Directions
All that should be output is the block of lines below from the line with "(field, m.start(), m.end())))" to the line with "let body = if", both included, exactly as written.

Material for this exercise
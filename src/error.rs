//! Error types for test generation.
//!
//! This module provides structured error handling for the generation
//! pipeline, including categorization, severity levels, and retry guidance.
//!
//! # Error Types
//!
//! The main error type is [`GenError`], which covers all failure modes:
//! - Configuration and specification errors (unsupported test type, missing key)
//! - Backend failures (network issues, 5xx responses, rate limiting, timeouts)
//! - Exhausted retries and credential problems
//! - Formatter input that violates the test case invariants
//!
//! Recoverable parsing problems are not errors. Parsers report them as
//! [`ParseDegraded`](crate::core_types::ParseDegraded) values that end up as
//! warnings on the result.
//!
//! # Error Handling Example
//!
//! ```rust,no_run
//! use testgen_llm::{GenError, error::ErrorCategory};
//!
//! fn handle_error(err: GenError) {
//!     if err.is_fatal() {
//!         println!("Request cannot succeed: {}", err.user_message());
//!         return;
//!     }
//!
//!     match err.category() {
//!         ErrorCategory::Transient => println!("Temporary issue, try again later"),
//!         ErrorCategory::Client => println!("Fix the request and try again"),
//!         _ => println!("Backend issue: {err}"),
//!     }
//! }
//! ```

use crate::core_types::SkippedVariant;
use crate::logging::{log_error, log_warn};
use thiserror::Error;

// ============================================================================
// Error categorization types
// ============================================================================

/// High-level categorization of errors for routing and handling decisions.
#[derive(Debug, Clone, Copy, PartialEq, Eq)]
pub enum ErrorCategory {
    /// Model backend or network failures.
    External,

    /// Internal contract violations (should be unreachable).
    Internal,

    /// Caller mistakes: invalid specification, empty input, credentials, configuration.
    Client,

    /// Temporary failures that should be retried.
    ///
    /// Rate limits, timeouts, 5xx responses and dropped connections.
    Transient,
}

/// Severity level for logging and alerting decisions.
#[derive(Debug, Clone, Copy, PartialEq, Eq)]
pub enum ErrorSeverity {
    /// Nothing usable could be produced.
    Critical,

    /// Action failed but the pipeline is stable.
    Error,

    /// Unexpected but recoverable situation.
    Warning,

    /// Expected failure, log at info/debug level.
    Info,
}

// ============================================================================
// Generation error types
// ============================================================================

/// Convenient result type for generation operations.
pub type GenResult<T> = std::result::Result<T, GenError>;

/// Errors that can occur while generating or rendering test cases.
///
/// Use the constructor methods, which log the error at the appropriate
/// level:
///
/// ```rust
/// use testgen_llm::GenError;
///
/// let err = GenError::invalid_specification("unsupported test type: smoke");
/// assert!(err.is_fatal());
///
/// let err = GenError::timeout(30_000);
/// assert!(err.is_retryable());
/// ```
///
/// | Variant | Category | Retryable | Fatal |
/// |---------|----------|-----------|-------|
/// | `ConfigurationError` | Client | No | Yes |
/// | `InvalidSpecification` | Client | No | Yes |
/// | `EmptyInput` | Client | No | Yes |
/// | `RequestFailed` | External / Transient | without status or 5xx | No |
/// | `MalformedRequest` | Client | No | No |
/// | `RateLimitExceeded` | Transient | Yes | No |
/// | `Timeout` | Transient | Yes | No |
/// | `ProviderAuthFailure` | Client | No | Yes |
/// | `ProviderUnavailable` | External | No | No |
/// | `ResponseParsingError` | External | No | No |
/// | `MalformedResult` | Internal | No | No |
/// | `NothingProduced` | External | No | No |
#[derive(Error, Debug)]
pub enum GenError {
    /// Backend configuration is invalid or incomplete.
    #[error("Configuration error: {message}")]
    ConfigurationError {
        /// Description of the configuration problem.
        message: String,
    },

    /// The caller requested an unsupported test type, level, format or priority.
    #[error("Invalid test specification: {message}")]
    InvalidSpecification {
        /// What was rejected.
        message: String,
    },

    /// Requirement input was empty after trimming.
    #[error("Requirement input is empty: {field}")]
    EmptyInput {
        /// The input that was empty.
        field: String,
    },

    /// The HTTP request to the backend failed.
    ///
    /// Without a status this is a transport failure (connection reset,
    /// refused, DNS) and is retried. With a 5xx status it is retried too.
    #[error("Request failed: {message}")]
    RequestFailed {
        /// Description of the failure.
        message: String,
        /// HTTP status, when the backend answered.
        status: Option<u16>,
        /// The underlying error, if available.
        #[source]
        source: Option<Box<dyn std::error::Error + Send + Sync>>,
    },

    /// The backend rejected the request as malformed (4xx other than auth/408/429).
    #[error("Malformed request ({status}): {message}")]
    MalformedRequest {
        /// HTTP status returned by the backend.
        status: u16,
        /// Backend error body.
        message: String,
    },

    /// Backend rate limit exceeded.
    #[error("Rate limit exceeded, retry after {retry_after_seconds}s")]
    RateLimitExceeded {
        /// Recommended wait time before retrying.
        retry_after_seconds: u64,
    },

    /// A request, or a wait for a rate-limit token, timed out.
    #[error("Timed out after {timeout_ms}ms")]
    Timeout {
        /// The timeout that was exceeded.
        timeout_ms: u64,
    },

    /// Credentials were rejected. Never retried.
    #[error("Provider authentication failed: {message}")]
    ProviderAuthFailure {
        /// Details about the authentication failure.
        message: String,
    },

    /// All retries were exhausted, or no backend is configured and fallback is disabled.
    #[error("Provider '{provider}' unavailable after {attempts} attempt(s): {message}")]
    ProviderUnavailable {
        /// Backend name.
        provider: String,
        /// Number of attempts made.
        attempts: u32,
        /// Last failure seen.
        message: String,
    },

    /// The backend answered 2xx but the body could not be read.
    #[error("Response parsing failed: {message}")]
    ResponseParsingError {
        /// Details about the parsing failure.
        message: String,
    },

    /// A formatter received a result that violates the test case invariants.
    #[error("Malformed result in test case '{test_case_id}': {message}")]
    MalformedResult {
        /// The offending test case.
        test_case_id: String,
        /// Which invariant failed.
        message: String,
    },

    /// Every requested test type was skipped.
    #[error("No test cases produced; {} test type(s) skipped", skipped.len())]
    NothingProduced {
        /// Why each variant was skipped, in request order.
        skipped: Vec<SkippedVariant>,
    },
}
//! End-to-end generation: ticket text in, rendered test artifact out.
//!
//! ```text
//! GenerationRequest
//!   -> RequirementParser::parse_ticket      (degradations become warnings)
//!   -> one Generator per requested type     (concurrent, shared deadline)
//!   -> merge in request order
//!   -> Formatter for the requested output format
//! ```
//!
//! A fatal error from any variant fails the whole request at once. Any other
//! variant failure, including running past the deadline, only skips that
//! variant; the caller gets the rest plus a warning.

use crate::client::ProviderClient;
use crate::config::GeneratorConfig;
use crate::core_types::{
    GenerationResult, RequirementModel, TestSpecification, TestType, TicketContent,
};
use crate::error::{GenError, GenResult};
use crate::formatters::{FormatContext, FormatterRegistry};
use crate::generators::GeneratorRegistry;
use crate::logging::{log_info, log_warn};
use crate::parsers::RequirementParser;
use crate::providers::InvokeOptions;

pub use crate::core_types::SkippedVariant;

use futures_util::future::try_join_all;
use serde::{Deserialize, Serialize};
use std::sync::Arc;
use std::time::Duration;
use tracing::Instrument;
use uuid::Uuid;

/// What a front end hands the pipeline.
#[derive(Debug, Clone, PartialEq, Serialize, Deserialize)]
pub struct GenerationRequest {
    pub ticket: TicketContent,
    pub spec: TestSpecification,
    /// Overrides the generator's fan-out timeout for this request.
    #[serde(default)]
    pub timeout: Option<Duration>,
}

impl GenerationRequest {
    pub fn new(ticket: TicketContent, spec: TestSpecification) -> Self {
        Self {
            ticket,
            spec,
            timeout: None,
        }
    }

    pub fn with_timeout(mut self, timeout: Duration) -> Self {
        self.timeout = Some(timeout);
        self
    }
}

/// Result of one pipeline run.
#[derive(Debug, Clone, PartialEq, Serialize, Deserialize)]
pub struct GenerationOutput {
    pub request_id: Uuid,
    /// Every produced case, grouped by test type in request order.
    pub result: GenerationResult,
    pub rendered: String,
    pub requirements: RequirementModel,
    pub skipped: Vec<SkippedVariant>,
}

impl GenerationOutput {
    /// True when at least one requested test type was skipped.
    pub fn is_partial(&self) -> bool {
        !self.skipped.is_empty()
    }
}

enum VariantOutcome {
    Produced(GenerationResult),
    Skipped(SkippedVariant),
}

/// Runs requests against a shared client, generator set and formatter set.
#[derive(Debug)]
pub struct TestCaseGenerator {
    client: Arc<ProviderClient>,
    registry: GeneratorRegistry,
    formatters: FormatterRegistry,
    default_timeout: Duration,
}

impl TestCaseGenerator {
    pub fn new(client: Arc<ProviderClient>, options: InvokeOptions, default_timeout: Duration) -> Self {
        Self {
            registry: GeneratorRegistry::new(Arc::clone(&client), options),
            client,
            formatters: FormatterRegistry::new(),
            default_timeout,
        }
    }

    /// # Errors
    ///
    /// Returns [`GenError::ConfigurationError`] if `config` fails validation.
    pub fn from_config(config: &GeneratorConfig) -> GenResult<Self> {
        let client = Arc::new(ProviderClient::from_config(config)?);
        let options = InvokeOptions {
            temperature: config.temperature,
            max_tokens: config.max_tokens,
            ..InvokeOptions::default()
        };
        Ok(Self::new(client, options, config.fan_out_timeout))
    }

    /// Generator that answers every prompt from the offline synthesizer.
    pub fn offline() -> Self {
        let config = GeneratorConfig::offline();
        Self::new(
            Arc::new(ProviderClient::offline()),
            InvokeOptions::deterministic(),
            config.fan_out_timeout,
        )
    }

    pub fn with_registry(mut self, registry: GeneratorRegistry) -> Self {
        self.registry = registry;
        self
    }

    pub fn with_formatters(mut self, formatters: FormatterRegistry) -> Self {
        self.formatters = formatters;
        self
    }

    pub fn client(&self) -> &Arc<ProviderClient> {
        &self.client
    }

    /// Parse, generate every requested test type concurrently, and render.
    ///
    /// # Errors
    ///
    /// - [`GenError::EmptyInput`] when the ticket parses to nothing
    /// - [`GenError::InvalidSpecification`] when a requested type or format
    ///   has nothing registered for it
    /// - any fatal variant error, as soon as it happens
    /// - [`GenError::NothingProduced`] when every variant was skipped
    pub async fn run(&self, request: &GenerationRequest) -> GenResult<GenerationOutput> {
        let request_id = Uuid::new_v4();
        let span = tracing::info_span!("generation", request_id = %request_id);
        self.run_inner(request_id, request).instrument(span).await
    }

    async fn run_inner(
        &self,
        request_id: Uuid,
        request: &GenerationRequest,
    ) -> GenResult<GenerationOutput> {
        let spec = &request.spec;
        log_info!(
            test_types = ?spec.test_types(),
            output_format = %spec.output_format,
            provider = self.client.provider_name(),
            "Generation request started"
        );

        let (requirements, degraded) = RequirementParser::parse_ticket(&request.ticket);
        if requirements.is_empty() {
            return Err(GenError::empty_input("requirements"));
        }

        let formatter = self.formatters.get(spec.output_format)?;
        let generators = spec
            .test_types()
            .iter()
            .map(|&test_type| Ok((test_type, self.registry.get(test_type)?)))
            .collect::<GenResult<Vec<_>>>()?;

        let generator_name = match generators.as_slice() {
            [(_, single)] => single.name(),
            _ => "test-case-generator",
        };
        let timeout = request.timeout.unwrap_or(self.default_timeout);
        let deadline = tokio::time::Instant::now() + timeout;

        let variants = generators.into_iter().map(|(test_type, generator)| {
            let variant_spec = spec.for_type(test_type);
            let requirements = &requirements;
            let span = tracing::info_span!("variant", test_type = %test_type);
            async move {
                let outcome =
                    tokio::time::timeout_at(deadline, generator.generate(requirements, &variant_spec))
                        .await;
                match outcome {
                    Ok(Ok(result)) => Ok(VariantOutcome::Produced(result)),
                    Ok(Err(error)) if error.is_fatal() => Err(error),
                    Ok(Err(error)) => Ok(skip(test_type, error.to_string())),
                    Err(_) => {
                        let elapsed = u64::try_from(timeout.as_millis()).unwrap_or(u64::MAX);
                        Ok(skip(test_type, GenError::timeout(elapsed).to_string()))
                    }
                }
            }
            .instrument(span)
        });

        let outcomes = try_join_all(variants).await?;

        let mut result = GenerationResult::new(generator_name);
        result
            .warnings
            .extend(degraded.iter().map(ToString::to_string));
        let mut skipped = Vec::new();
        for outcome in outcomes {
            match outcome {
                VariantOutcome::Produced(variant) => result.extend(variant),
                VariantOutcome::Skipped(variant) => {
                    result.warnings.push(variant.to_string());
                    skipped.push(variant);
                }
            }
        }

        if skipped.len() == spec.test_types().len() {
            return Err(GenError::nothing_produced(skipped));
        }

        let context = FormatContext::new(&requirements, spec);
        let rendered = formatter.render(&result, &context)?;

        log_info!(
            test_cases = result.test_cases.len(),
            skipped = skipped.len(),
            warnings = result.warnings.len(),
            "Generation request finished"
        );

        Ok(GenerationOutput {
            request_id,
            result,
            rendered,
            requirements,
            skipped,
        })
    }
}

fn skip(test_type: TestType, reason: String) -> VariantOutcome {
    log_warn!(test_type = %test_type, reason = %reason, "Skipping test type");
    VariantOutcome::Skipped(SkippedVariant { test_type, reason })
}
* * *
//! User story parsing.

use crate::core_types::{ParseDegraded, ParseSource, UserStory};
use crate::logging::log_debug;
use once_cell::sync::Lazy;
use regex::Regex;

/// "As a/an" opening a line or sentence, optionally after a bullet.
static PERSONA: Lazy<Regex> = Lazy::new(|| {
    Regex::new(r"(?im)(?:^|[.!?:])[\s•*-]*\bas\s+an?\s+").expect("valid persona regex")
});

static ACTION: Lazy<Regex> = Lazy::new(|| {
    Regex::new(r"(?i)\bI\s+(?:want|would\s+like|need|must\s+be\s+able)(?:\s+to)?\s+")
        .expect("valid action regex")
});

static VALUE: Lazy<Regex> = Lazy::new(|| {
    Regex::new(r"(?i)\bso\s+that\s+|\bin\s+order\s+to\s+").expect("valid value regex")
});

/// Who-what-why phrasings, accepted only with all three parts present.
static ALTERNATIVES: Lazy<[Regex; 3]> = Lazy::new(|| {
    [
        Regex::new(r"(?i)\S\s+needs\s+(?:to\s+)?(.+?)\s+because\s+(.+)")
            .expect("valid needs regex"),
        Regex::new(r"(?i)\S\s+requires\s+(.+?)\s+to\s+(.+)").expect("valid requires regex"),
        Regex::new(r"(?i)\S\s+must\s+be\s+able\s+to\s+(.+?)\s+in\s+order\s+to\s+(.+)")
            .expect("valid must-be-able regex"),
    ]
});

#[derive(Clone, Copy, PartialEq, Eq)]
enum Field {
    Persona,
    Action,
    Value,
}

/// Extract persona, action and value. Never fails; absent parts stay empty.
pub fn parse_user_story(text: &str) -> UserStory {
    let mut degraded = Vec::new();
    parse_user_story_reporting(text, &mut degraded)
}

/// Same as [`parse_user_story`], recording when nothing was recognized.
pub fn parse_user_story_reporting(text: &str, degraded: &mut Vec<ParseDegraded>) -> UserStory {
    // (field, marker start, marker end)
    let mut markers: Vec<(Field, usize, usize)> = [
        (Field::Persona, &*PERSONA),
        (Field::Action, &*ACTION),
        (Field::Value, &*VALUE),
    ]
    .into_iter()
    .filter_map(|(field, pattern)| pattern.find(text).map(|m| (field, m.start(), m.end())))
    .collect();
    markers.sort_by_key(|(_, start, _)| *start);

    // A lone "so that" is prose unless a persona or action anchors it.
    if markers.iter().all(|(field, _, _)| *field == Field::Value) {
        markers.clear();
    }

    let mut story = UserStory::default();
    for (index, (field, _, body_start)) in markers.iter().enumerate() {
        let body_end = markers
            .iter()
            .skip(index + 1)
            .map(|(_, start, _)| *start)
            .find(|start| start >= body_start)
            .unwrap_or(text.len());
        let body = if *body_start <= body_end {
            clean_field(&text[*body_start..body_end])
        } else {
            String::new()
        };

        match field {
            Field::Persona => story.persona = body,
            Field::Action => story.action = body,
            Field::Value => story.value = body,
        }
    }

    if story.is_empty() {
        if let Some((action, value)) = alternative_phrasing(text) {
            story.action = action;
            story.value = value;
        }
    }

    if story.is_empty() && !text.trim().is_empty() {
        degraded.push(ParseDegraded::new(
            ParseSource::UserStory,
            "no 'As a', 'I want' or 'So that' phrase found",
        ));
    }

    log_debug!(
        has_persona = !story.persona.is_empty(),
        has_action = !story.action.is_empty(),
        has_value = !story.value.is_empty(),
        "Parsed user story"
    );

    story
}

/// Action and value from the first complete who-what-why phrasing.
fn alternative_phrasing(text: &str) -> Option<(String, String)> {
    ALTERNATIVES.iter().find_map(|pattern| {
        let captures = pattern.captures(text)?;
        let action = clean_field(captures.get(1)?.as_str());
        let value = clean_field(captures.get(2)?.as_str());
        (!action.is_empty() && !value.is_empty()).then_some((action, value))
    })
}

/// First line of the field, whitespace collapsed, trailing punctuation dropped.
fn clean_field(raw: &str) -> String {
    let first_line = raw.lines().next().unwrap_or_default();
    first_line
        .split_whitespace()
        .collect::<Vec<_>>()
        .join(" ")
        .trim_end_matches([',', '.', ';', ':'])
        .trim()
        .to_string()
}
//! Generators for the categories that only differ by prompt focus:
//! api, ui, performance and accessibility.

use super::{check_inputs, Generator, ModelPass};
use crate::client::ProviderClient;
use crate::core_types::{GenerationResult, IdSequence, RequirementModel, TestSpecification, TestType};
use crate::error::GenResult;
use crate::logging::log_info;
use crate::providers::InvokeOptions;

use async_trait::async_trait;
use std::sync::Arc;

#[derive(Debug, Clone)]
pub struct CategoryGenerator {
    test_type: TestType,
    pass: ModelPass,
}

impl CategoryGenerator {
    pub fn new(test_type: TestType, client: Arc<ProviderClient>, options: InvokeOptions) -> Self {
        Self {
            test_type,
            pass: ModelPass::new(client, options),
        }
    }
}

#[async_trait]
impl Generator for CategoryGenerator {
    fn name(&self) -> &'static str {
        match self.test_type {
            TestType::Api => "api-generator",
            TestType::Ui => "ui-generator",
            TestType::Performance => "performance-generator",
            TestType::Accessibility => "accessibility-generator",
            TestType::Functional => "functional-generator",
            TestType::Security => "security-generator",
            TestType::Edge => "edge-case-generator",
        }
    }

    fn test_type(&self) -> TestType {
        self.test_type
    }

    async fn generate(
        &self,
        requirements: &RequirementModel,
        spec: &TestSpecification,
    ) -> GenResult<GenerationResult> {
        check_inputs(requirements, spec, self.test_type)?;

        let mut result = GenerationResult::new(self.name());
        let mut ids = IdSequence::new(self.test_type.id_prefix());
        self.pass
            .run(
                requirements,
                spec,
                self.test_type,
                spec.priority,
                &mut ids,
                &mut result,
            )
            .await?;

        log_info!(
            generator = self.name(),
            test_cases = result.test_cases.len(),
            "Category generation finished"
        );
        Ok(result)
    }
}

Written response
    .filter_map(|(field, pattern)| pattern.find(text).map(|m| (field, m.start(), m.end())))
    .collect();
    markers.sort_by_key(|(_, start, _)| *start);

    // A lone "so that" is prose unless a persona or action anchors it.
    if markers.iter().all(|(field, _, _)| *field == Field::Value) {
        markers.clear();
    }

    let mut story = UserStory::default();
    for (index, (field, _, body_start)) in markers.iter().enumerate() {
        let body_end = markers
            .iter()
            .skip(index + 1)
            .map(|(_, start, _)| *start)
            .find(|start| start >= body_start)
            .unwrap_or(text.len());
        let body = if *body_start <= body_end {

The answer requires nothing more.